Race-Walking Back To Hitler’s Olympics






Russia’s Sergey Kirdyapkin takes the lead in the Olympics’ 50k race walk. (Robert Beck/SI)
LONDON — If just one athlete at the 2012 Olympics was going to draw the wrath of notorious hacking group Anonymous, what were the odds that it would be a race-walker? A thousand-to-one? Even higher?
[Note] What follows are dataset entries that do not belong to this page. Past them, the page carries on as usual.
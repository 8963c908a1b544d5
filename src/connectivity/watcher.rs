use std::future::Future;
use std::panic::AssertUnwindSafe;
use std::sync::atomic::{AtomicBool, Ordering};
use std::sync::{Arc, Mutex, PoisonError, RwLock};
use std::time::Duration;

use chrono::{DateTime, Utc};
use futures::future::{BoxFuture, FutureExt};
use tokio::sync::broadcast;
use tokio::task::JoinHandle;

use crate::config::ConnectivitySettings;
use crate::metrics::ConnectivityMetrics;

use super::backoff::{BackoffConfig, ProbeBackoff};
use super::probe::ReachabilityProbe;
use super::state::{ConnectivityEvent, ConnectivityState, ConnectivityStats, ConnectivityStatus};

/// Async action run on every offline -> online transition
pub type ReconnectCallback = Arc<dyn Fn() -> BoxFuture<'static, anyhow::Result<()>> + Send + Sync>;

/// Synchronous observer of state flips
pub type StateNotifier = Arc<dyn Fn(ConnectivityEvent) + Send + Sync>;

/// Watcher configuration
#[derive(Debug, Clone)]
pub struct WatcherConfig {
    /// Pause between probes while online
    pub probe_interval: Duration,
    /// Upper bound for the pause while offline
    pub max_backoff: Duration,
    /// Jitter factor (0.0 to 1.0)
    pub jitter_factor: f64,
}

impl Default for WatcherConfig {
    fn default() -> Self {
        Self {
            probe_interval: Duration::from_secs(5),
            max_backoff: Duration::from_secs(60),
            jitter_factor: 0.0,
        }
    }
}

impl From<&ConnectivitySettings> for WatcherConfig {
    fn from(settings: &ConnectivitySettings) -> Self {
        let backoff = BackoffConfig::from(settings);
        Self {
            probe_interval: backoff.base_interval,
            max_backoff: backoff.max_interval,
            jitter_factor: backoff.jitter_factor,
        }
    }
}

/// State shared between the handle and the background loop
struct WatcherShared {
    probe: Arc<dyn ReachabilityProbe>,
    backoff: ProbeBackoff,
    status: ConnectivityStatus,
    callbacks: RwLock<Vec<ReconnectCallback>>,
    notifier: Option<StateNotifier>,
    running: AtomicBool,
}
And yet that’s what happened on Aug. 8, after Italian Alex Schwazer, the defending Olympic 50k race-walk gold medalist, was banned from London because of a positive test for the performance-enhancing blood booster EPO. His official Web site was defaced with Anonymous’ signature Guy Fawkes mask and a message in Italian that included the line, “Doping kills sport, doping kills life.”
Doping has not killed race-walking — yet — but it’s pervasive in a sport that’s already defined by an accepted degree of cheating: While competitors are required to always have at least part of one foot on the ground, the best ones sneak in as much air as possible. (As one team manager told me, a racer’s biggest goal “is to not get spotted by the judges,” who stand on the course and hand out time penalties or full disqualifications for running.) In 2008, two Russian walkers, Valery Borchin and former world-record holder Vladimir Kanaikin, tested positive for EPO while under the training of coach Victor Chegin, who continues to head the Russian team.
After winning bronze in Beijing behind another one of Chegin’s pupils, Australian Jared Tallent teed off on Chegin, saying he was “like Trevor Graham,” the track coach (of Marion Jones and Tim Montgomery, among others) who received a lifetime doping ban for his role in the BALCO scandal. “[Chegin] had three athletes go positive and they all train together in the same squad, so it makes you think,” Talent said in 2008. “It is just suspicious.”